BRIEF
Collect all lines from the records below that include the word "join".
*** Block opens ***
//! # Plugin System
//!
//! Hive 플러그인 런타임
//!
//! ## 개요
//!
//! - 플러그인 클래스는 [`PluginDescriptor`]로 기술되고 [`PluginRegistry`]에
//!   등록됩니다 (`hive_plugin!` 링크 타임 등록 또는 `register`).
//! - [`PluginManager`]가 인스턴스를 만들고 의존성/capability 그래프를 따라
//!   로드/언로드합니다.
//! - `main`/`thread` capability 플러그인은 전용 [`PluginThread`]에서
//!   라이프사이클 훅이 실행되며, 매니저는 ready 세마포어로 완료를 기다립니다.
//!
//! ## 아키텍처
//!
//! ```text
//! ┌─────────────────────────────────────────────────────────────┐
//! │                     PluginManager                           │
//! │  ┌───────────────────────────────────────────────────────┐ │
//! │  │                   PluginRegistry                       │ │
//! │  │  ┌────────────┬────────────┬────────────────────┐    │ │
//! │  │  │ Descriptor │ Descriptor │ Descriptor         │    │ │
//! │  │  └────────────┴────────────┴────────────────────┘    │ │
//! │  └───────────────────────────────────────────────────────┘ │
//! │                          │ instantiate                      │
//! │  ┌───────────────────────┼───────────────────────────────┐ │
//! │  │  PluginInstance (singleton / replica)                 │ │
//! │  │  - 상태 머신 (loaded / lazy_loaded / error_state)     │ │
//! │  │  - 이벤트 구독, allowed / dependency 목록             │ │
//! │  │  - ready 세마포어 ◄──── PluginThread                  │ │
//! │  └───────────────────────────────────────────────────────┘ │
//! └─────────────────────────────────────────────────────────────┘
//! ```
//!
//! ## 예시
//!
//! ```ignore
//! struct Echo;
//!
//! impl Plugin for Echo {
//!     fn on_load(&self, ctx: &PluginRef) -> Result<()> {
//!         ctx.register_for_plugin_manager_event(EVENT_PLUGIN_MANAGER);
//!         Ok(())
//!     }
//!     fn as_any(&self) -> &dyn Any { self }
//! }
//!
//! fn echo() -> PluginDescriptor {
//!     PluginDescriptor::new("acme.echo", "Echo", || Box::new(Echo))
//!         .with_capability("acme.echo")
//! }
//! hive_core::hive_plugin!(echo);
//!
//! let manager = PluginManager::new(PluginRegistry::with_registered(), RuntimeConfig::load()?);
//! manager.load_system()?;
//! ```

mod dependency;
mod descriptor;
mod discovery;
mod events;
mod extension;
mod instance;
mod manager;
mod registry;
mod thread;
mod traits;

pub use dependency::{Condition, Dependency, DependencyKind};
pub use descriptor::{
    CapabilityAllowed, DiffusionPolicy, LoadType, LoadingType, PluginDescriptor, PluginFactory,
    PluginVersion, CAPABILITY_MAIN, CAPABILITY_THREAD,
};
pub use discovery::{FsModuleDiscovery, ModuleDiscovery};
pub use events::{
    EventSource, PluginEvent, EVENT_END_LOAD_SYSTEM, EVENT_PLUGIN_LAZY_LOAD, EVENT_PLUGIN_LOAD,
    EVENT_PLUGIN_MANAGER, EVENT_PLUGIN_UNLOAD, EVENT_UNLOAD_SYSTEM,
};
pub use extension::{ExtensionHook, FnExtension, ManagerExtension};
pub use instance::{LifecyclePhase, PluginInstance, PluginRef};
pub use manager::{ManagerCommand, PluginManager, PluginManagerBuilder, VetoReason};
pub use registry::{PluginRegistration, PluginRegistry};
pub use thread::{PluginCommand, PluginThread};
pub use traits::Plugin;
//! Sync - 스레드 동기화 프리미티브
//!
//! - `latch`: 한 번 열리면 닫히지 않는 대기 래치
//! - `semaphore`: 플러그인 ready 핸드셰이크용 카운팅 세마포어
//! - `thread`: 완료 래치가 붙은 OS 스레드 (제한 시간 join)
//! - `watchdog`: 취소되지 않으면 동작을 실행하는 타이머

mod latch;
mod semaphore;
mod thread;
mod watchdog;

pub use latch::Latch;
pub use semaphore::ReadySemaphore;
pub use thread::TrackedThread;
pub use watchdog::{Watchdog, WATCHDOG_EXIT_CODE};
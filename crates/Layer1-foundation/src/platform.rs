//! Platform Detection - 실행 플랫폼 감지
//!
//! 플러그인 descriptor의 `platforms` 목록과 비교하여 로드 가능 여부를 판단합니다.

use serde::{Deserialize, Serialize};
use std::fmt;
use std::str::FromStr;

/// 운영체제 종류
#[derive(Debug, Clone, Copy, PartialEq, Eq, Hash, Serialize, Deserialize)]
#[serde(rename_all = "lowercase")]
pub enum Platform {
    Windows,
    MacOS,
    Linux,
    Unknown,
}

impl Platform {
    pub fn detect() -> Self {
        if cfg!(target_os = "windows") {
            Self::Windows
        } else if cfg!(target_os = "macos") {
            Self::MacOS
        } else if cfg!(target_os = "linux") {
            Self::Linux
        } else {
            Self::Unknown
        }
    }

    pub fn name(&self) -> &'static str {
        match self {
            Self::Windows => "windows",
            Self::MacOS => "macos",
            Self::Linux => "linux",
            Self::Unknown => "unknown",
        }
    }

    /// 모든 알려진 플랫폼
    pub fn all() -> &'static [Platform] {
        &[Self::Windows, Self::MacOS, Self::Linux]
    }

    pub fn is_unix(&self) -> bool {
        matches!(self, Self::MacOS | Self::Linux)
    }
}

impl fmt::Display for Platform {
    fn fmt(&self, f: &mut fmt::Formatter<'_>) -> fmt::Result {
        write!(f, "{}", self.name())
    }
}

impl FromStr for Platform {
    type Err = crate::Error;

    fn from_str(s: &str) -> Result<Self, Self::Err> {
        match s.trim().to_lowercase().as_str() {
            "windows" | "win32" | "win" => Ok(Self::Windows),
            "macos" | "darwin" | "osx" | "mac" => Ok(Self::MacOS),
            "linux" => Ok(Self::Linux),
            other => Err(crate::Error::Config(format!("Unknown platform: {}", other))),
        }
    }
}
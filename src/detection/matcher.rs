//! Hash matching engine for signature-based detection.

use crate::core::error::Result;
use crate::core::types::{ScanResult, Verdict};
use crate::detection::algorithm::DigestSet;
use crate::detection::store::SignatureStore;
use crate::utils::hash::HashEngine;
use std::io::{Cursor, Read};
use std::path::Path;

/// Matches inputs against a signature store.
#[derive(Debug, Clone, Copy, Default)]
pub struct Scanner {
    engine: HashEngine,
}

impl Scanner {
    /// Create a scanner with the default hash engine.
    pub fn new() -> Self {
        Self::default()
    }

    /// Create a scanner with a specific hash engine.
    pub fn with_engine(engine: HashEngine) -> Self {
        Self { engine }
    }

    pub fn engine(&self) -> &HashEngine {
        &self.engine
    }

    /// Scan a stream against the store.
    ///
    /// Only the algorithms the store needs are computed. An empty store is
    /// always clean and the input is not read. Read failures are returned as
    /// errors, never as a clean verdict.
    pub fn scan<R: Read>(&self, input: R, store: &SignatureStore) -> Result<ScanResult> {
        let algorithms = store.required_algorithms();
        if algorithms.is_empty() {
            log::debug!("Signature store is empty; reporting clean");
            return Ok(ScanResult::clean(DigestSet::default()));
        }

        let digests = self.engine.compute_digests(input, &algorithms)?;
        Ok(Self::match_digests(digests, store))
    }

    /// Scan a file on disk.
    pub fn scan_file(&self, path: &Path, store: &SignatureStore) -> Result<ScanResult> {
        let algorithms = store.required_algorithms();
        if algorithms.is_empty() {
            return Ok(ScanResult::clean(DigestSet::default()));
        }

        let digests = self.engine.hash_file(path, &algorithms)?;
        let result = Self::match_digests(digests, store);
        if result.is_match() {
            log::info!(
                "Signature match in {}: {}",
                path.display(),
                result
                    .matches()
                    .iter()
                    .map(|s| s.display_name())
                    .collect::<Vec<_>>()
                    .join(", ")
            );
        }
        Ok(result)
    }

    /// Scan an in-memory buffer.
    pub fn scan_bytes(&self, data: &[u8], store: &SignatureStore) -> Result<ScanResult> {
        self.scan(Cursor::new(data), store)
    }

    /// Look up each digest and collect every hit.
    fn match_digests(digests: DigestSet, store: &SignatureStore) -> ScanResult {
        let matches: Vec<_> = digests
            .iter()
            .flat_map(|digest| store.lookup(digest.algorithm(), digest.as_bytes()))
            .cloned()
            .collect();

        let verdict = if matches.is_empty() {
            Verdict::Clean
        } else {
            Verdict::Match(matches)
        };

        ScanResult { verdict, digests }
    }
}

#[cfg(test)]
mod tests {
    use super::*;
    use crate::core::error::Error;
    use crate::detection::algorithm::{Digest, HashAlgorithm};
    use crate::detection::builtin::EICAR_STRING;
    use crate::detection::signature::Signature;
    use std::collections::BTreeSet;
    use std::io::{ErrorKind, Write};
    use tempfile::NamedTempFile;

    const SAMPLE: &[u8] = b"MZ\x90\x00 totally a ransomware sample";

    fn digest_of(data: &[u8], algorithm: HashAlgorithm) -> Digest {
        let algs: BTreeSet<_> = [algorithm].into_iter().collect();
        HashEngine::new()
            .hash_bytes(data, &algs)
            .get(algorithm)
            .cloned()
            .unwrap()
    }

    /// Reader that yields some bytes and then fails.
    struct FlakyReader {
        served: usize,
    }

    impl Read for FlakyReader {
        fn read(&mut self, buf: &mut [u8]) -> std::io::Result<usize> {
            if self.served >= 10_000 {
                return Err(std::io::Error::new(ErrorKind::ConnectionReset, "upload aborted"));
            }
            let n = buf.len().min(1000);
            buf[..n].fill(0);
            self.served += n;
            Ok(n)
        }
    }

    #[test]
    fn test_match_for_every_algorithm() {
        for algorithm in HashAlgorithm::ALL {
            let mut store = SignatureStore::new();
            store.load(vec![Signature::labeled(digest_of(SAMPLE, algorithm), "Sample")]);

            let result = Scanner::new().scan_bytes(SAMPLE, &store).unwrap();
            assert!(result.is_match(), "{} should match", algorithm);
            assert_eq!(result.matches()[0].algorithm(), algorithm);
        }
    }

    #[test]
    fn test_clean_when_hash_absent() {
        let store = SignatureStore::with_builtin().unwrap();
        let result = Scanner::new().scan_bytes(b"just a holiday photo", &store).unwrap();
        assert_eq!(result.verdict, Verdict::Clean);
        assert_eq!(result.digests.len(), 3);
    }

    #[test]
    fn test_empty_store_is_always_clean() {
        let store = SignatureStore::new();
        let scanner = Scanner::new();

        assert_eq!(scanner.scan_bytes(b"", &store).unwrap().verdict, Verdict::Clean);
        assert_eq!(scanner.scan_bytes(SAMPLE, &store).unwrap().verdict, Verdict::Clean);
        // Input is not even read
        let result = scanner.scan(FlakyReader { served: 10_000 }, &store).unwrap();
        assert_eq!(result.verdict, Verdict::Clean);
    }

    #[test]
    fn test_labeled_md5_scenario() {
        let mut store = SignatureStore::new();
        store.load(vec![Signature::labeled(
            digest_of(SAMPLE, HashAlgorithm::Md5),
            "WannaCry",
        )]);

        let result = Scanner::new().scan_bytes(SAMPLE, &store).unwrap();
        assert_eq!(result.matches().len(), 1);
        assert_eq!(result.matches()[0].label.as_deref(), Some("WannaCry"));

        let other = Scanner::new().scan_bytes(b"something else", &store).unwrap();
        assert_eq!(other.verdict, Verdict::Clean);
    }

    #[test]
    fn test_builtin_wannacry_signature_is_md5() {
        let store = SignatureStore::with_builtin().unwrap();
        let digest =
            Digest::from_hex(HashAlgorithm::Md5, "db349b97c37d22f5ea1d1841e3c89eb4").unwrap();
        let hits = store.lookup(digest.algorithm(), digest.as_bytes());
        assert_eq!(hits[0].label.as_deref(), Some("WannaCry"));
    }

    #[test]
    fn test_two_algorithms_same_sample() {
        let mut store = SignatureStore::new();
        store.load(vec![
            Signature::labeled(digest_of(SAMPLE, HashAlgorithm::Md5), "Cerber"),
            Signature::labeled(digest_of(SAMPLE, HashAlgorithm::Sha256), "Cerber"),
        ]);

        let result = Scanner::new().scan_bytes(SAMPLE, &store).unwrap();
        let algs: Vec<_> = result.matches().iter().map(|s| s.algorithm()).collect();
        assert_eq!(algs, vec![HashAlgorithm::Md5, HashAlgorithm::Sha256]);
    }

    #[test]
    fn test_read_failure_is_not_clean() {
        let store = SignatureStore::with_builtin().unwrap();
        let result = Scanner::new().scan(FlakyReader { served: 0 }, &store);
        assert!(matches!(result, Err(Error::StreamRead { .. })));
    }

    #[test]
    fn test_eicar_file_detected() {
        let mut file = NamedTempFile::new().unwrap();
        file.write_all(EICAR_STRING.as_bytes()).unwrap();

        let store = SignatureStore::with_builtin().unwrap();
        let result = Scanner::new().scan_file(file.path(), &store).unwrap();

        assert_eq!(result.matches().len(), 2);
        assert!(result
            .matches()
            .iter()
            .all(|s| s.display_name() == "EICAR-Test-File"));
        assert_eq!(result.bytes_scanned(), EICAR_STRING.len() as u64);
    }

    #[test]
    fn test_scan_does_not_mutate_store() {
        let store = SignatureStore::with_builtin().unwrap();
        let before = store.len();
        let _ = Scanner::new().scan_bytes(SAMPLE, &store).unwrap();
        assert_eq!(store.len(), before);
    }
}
*** Block closes ***
RESPONSE BOX
//! - `thread`: 완료 래치가 붙은 OS 스레드 (제한 시간 join)
                    .join(", ")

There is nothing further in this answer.